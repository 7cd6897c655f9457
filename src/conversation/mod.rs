//! Conversation state machine and the engine driving it.
//!
//! ## Submodules
//! - `bubble`: message/turn types
//! - `state`: ordered bubble history and its transitions
//! - `engine`: async request/response cycle over the injected clients

mod bubble;
mod engine;
mod state;

pub use bubble::{Bubble, BubbleKind, Speaker};
pub use engine::ChatEngine;
pub use state::{Conversation, SubmissionTicket, UNSAFE_OUTPUT_ERROR};
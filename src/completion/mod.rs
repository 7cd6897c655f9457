//! Text-completion client.
//!
//! A single request per user action: the caller builds a prompt, the client
//! posts it to the completions endpoint and hands back the first choice's
//! text verbatim. No retries, no client-side trimming, and the stop marker
//! is enforced by the endpoint, never reimplemented here.

use async_trait::async_trait;
use serde::{Deserialize, Serialize};
use std::collections::HashMap;
use std::time::Duration;

use crate::error::ApiError;
use crate::prompt;

/// Default completion model.
pub const DEFAULT_MODEL: &str = "code-davinci-002";

/// Default generation token budget.
pub const DEFAULT_MAX_TOKENS: u32 = 150;

/// Default sampling temperature.
pub const DEFAULT_TEMPERATURE: f32 = 0.0;

const REQUEST_TIMEOUT: Duration = Duration::from_secs(30);

/// Parameters for one completion call.
#[derive(Debug, Clone, Serialize)]
pub struct CompletionRequest {
    pub model: String,
    pub prompt: String,
    pub max_tokens: u32,
    pub temperature: f32,
    #[serde(skip_serializing_if = "Option::is_none")]
    pub stop: Option<String>,
    #[serde(skip_serializing_if = "Option::is_none")]
    pub logprobs: Option<u32>,
}

impl CompletionRequest {
    /// Request with the formalization defaults: default model, 150 tokens,
    /// temperature 0, generation stopped at the proof-body marker.
    pub fn new(prompt: impl Into<String>) -> Self {
        Self {
            model: DEFAULT_MODEL.to_string(),
            prompt: prompt.into(),
            max_tokens: DEFAULT_MAX_TOKENS,
            temperature: DEFAULT_TEMPERATURE,
            stop: Some(prompt::STOP_MARKER.to_string()),
            logprobs: None,
        }
    }

    /// Override the model.
    pub fn with_model(mut self, model: impl Into<String>) -> Self {
        self.model = model.into();
        self
    }

    /// Override the token budget.
    pub fn with_max_tokens(mut self, max_tokens: u32) -> Self {
        self.max_tokens = max_tokens;
        self
    }

    /// Override the sampling temperature.
    pub fn with_temperature(mut self, temperature: f32) -> Self {
        self.temperature = temperature;
        self
    }

    /// Override or remove the stop sequence.
    pub fn with_stop(mut self, stop: Option<String>) -> Self {
        self.stop = stop;
        self
    }

    /// Ask the endpoint for per-token log-probabilities.
    pub fn with_logprobs(mut self, logprobs: u32) -> Self {
        self.logprobs = Some(logprobs);
        self
    }
}

/// Per-token log-probability data, as returned by the endpoint.
#[derive(Debug, Clone, Deserialize)]
pub struct LogprobData {
    #[serde(default)]
    pub tokens: Vec<String>,
    #[serde(default)]
    pub token_logprobs: Vec<Option<f64>>,
    #[serde(default)]
    pub top_logprobs: Vec<HashMap<String, f64>>,
}

/// One generated continuation.
#[derive(Debug, Clone)]
pub struct Completion {
    /// Generated text of the first choice, verbatim.
    pub text: String,
    /// Endpoint-assigned response id, when present. Used to rate responses.
    pub response_id: Option<String>,
    /// Log-probability data, when requested.
    pub logprobs: Option<LogprobData>,
}

#[derive(Debug, Deserialize)]
struct CompletionResponse {
    #[serde(default)]
    id: Option<String>,
    #[serde(default)]
    choices: Vec<CompletionChoice>,
}

#[derive(Debug, Deserialize)]
struct CompletionChoice {
    text: String,
    #[serde(default)]
    logprobs: Option<LogprobData>,
}

/// Interface for sending a prompt and receiving the generated continuation.
///
/// Implementors encapsulate transport and vendor-specific details; the
/// conversation engine and the log-probability moderation strategy stay
/// decoupled from any particular provider.
#[async_trait]
pub trait CompletionClient: Send + Sync {
    /// Issue a single completion request and return the first choice.
    async fn complete(&self, request: &CompletionRequest) -> Result<Completion, ApiError>;
}

/// Reqwest-backed client for an OpenAI-style completions endpoint.
pub struct OpenAiClient {
    http: reqwest::Client,
    api_key: String,
    url: String,
}

impl OpenAiClient {
    /// Client against the default completions endpoint.
    pub fn new(api_key: impl Into<String>) -> Self {
        Self::with_url(api_key, crate::config::DEFAULT_COMPLETION_URL)
    }

    /// Client against a custom completions endpoint.
    pub fn with_url(api_key: impl Into<String>, url: impl Into<String>) -> Self {
        Self {
            http: reqwest::Client::new(),
            api_key: api_key.into(),
            url: url.into(),
        }
    }
}

#[async_trait]
impl CompletionClient for OpenAiClient {
    async fn complete(&self, request: &CompletionRequest) -> Result<Completion, ApiError> {
        tracing::debug!(
            model = %request.model,
            prompt_len = request.prompt.len(),
            max_tokens = request.max_tokens,
            "sending completion request"
        );

        let response = self
            .http
            .post(&self.url)
            .bearer_auth(&self.api_key)
            .timeout(REQUEST_TIMEOUT)
            .json(request)
            .send()
            .await
            .map_err(|e| ApiError::Transport(format!("completion request failed: {e}")))?;

        if !response.status().is_success() {
            return Err(ApiError::Transport(format!(
                "completion endpoint returned status {}",
                response.status()
            )));
        }

        let payload: CompletionResponse = response
            .json()
            .await
            .map_err(|e| ApiError::MalformedResponse(format!("completion body: {e}")))?;

        let choice = payload
            .choices
            .into_iter()
            .next()
            .ok_or_else(|| ApiError::MalformedResponse("completion has no choices".to_string()))?;

        tracing::debug!(text_len = choice.text.len(), "completion received");

        Ok(Completion {
            text: choice.text,
            response_id: payload.id,
            logprobs: choice.logprobs,
        })
    }
}
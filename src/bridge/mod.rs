//! Host-boundary messaging.
//!
//! Accepted statements leave the core as structured commands: `insert_text`
//! places text in the host's editor, `copy_text` puts it on the clipboard.
//! The transport is an injected [`MessageChannel`]; [`HostChannel`] is a
//! broadcast-backed implementation for in-process hosts.

use serde::{Deserialize, Serialize};
use std::sync::Arc;
use tokio::sync::broadcast;

/// How inserted text is placed relative to the target position.
#[derive(Debug, Clone, Copy, PartialEq, Eq, Serialize, Deserialize)]
#[serde(rename_all = "lowercase")]
pub enum InsertMode {
    /// End of the line preceding the target, re-indented to that line's
    /// leading whitespace, cursor after the indentation on the new line.
    Relative,
    /// Literally at the target (or cursor), cursor after the inserted text.
    Absolute,
}

/// An editor position, zero-based.
#[derive(Debug, Clone, Copy, PartialEq, Eq, Serialize, Deserialize)]
pub struct Position {
    pub line: u32,
    pub character: u32,
}

/// Commands the core sends across the host boundary.
#[derive(Debug, Clone, PartialEq, Serialize, Deserialize)]
#[serde(tag = "command", rename_all = "snake_case")]
pub enum HostMessage {
    /// Insert `text` into the focused (or first visible) editable surface.
    InsertText {
        #[serde(default, skip_serializing_if = "Option::is_none")]
        loc: Option<Position>,
        text: String,
        insert_type: InsertMode,
    },
    /// Copy `text` to the system clipboard; the host shows a confirmation.
    CopyText { text: String },
}

impl HostMessage {
    /// Create an insertion command.
    pub fn insert(text: impl Into<String>, mode: InsertMode, loc: Option<Position>) -> Self {
        Self::InsertText {
            loc,
            text: text.into(),
            insert_type: mode,
        }
    }

    /// Create a clipboard command.
    pub fn copy(text: impl Into<String>) -> Self {
        Self::CopyText { text: text.into() }
    }
}

/// Bridge errors.
#[derive(Debug, thiserror::Error)]
pub enum BridgeError {
    #[error("Host channel closed")]
    Closed,
    #[error("Lagged behind by {0} messages")]
    Lagged(u64),
}

/// Transport for host-bound messages.
pub trait MessageChannel: Send + Sync {
    fn send(&self, message: HostMessage) -> Result<(), BridgeError>;
}

/// Broadcast-backed channel for in-process hosts.
pub struct HostChannel {
    tx: broadcast::Sender<HostMessage>,
}

impl HostChannel {
    pub fn new() -> Self {
        let (tx, _) = broadcast::channel(64);
        Self { tx }
    }

    /// Subscribe to host-bound messages.
    pub fn subscribe(&self) -> HostReceiver {
        HostReceiver {
            rx: self.tx.subscribe(),
        }
    }
}

impl Default for HostChannel {
    fn default() -> Self {
        Self::new()
    }
}

impl MessageChannel for HostChannel {
    fn send(&self, message: HostMessage) -> Result<(), BridgeError> {
        self.tx.send(message).map_err(|_| BridgeError::Closed)?;
        Ok(())
    }
}

/// Receiver half of a [`HostChannel`].
pub struct HostReceiver {
    rx: broadcast::Receiver<HostMessage>,
}

impl HostReceiver {
    /// Receive the next message.
    pub async fn recv(&mut self) -> Result<HostMessage, BridgeError> {
        self.rx.recv().await.map_err(|e| match e {
            broadcast::error::RecvError::Closed => BridgeError::Closed,
            broadcast::error::RecvError::Lagged(n) => BridgeError::Lagged(n),
        })
    }

    /// Try to receive a message without waiting.
    pub fn try_recv(&mut self) -> Result<Option<HostMessage>, BridgeError> {
        match self.rx.try_recv() {
            Ok(msg) => Ok(Some(msg)),
            Err(broadcast::error::TryRecvError::Empty) => Ok(None),
            Err(broadcast::error::TryRecvError::Closed) => Err(BridgeError::Closed),
            Err(broadcast::error::TryRecvError::Lagged(n)) => Err(BridgeError::Lagged(n)),
        }
    }
}

/// Relays accepted statements to the host for insertion or copying.
///
/// The text is forwarded unaltered; positioning semantics live on the host
/// side of the boundary.
pub struct InsertionBridge {
    channel: Arc<dyn MessageChannel>,
}

impl InsertionBridge {
    pub fn new(channel: Arc<dyn MessageChannel>) -> Self {
        Self { channel }
    }

    /// Ask the host to insert `text` with the given placement.
    pub fn request_insertion(
        &self,
        text: impl Into<String>,
        mode: InsertMode,
        loc: Option<Position>,
    ) -> Result<(), BridgeError> {
        let message = HostMessage::insert(text, mode, loc);
        tracing::debug!(mode = ?mode, "requesting insertion");
        self.channel.send(message)
    }

    /// Ask the host to copy `text` to the clipboard.
    pub fn copy_text(&self, text: impl Into<String>) -> Result<(), BridgeError> {
        self.channel.send(HostMessage::copy(text))
    }
}
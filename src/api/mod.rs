//! Backend wire protocol.
//!
//! The chat backend accepts one POST shape for everything, discriminated by
//! `kind`: `chat` submits the history plus new input and answers with the
//! next bubble, `ping` is a liveness probe, and `rating` records feedback
//! for a generated response. [`BackendClient`] speaks this protocol and is
//! the production [`FeedbackClient`].

use async_trait::async_trait;
use serde::{Deserialize, Serialize};
use std::time::Duration;

use crate::config::{ChatConfig, SessionInfo};
use crate::conversation::Bubble;
use crate::error::ApiError;
use crate::feedback::{FeedbackClient, Rating};

const REQUEST_TIMEOUT: Duration = Duration::from_secs(30);

/// Discriminator for backend requests.
#[derive(Debug, Clone, Copy, PartialEq, Eq, Serialize, Deserialize)]
#[serde(rename_all = "lowercase")]
pub enum RequestKind {
    Chat,
    Ping,
    Rating,
}

/// One request to the backend.
#[derive(Debug, Clone, Serialize)]
#[serde(rename_all = "camelCase")]
pub struct ApiRequest {
    pub session: SessionInfo,
    pub kind: RequestKind,
    #[serde(skip_serializing_if = "Option::is_none")]
    pub bubbles: Option<Vec<Bubble>>,
    #[serde(skip_serializing_if = "Option::is_none")]
    pub input_text: Option<String>,
    #[serde(skip_serializing_if = "Option::is_none")]
    pub val: Option<Rating>,
    #[serde(skip_serializing_if = "Option::is_none")]
    pub response_id: Option<String>,
}

impl ApiRequest {
    /// A chat turn: full history plus the new input.
    pub fn chat(session: SessionInfo, bubbles: Vec<Bubble>, input_text: impl Into<String>) -> Self {
        Self {
            session,
            kind: RequestKind::Chat,
            bubbles: Some(bubbles),
            input_text: Some(input_text.into()),
            val: None,
            response_id: None,
        }
    }

    /// A liveness probe.
    pub fn ping(session: SessionInfo) -> Self {
        Self {
            session,
            kind: RequestKind::Ping,
            bubbles: None,
            input_text: None,
            val: None,
            response_id: None,
        }
    }

    /// A rating for a generated response.
    pub fn rating(session: SessionInfo, response_id: impl Into<String>, val: Rating) -> Self {
        Self {
            session,
            kind: RequestKind::Rating,
            bubbles: None,
            input_text: None,
            val: Some(val),
            response_id: Some(response_id.into()),
        }
    }
}

/// Answer to a `chat` request.
#[derive(Debug, Clone, Deserialize)]
#[serde(rename_all = "camelCase")]
pub struct ChatResponse {
    pub new_bubble: Bubble,
}

/// Answer to a `rating` request.
#[derive(Debug, Clone, Deserialize)]
pub struct RatingResponse {
    pub message: String,
}

/// Reqwest-backed client for the chat backend.
pub struct BackendClient {
    http: reqwest::Client,
    url: String,
    session: SessionInfo,
}

impl BackendClient {
    /// Client for the backend named in the injected configuration.
    pub fn new(config: &ChatConfig) -> Self {
        Self::with_url(config.backend_url.clone(), config.session.clone())
    }

    /// Client against an explicit backend URL.
    pub fn with_url(url: impl Into<String>, session: SessionInfo) -> Self {
        Self {
            http: reqwest::Client::new(),
            url: url.into(),
            session,
        }
    }

    async fn post(&self, request: &ApiRequest) -> Result<reqwest::Response, ApiError> {
        tracing::debug!(kind = ?request.kind, "sending backend request");

        let response = self
            .http
            .post(&self.url)
            .timeout(REQUEST_TIMEOUT)
            .json(request)
            .send()
            .await
            .map_err(|e| ApiError::Transport(format!("backend request failed: {e}")))?;

        if !response.status().is_success() {
            return Err(ApiError::Transport(format!(
                "backend returned status {}",
                response.status()
            )));
        }
        Ok(response)
    }

    /// Submit the history plus new input; the backend answers with the next
    /// bubble.
    pub async fn chat(
        &self,
        bubbles: Vec<Bubble>,
        input_text: impl Into<String>,
    ) -> Result<Bubble, ApiError> {
        let request = ApiRequest::chat(self.session.clone(), bubbles, input_text);
        let payload: ChatResponse = self
            .post(&request)
            .await?
            .json()
            .await
            .map_err(|e| ApiError::MalformedResponse(format!("chat body: {e}")))?;
        Ok(payload.new_bubble)
    }

    /// Probe the backend; returns its answer verbatim.
    pub async fn ping(&self) -> Result<serde_json::Value, ApiError> {
        let request = ApiRequest::ping(self.session.clone());
        self.post(&request)
            .await?
            .json()
            .await
            .map_err(|e| ApiError::MalformedResponse(format!("ping body: {e}")))
    }
}

#[async_trait]
impl FeedbackClient for BackendClient {
    async fn submit_rating(&self, response_id: &str, rating: Rating) -> Result<String, ApiError> {
        let request = ApiRequest::rating(self.session.clone(), response_id, rating);
        let payload: RatingResponse = self
            .post(&request)
            .await?
            .json()
            .await
            .map_err(|e| ApiError::MalformedResponse(format!("rating body: {e}")))?;
        Ok(payload.message)
    }
}

#[cfg(test)]
mod tests {
    use super::*;

    fn session() -> SessionInfo {
        SessionInfo::new("sess-1")
    }

    // =========================================================================
    // Request shapes
    // =========================================================================

    #[test]
    fn test_chat_request_shape() {
        let bubbles = vec![Bubble::human("a statement")];
        let request = ApiRequest::chat(session(), bubbles, "try again");
        let json = serde_json::to_value(&request).unwrap();

        assert_eq!(json["kind"], "chat");
        assert_eq!(json["session"]["id"], "sess-1");
        assert_eq!(json["inputText"], "try again");
        assert_eq!(json["bubbles"][0]["user"], "human");
        assert!(json.get("val").is_none());
        assert!(json.get("responseId").is_none());
    }

    #[test]
    fn test_ping_request_shape() {
        let json = serde_json::to_value(ApiRequest::ping(session())).unwrap();
        assert_eq!(json["kind"], "ping");
        assert!(json.get("bubbles").is_none());
        assert!(json.get("inputText").is_none());
    }

    #[test]
    fn test_rating_request_shape() {
        let request = ApiRequest::rating(session(), "cmpl-5", Rating::Down);
        let json = serde_json::to_value(&request).unwrap();

        assert_eq!(json["kind"], "rating");
        assert_eq!(json["responseId"], "cmpl-5");
        assert_eq!(json["val"], -1);
        assert!(json.get("bubbles").is_none());
    }

    // =========================================================================
    // Response shapes
    // =========================================================================

    #[test]
    fn test_chat_response_parses_new_bubble() {
        let body = r#"{
            "newBubble": { "user": "assistant", "kind": "formal-code",
                           "text": "theorem x :=", "responseId": "cmpl-2" }
        }"#;
        let parsed: ChatResponse = serde_json::from_str(body).unwrap();
        assert_eq!(parsed.new_bubble.text, "theorem x :=");
        assert_eq!(parsed.new_bubble.response_id.as_deref(), Some("cmpl-2"));
    }

    #[test]
    fn test_rating_response_parses_message() {
        let parsed: RatingResponse =
            serde_json::from_str(r#"{ "message": "thanks!" }"#).unwrap();
        assert_eq!(parsed.message, "thanks!");
    }
}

**Exercise brief:**
Please show every line of the records that holds the word "CompletionRequest".

**Task output:**
pub struct CompletionRequest {
impl CompletionRequest {
    async fn complete(&self, request: &CompletionRequest) -> Result<Completion, ApiError>;
    async fn complete(&self, request: &CompletionRequest) -> Result<Completion, ApiError> {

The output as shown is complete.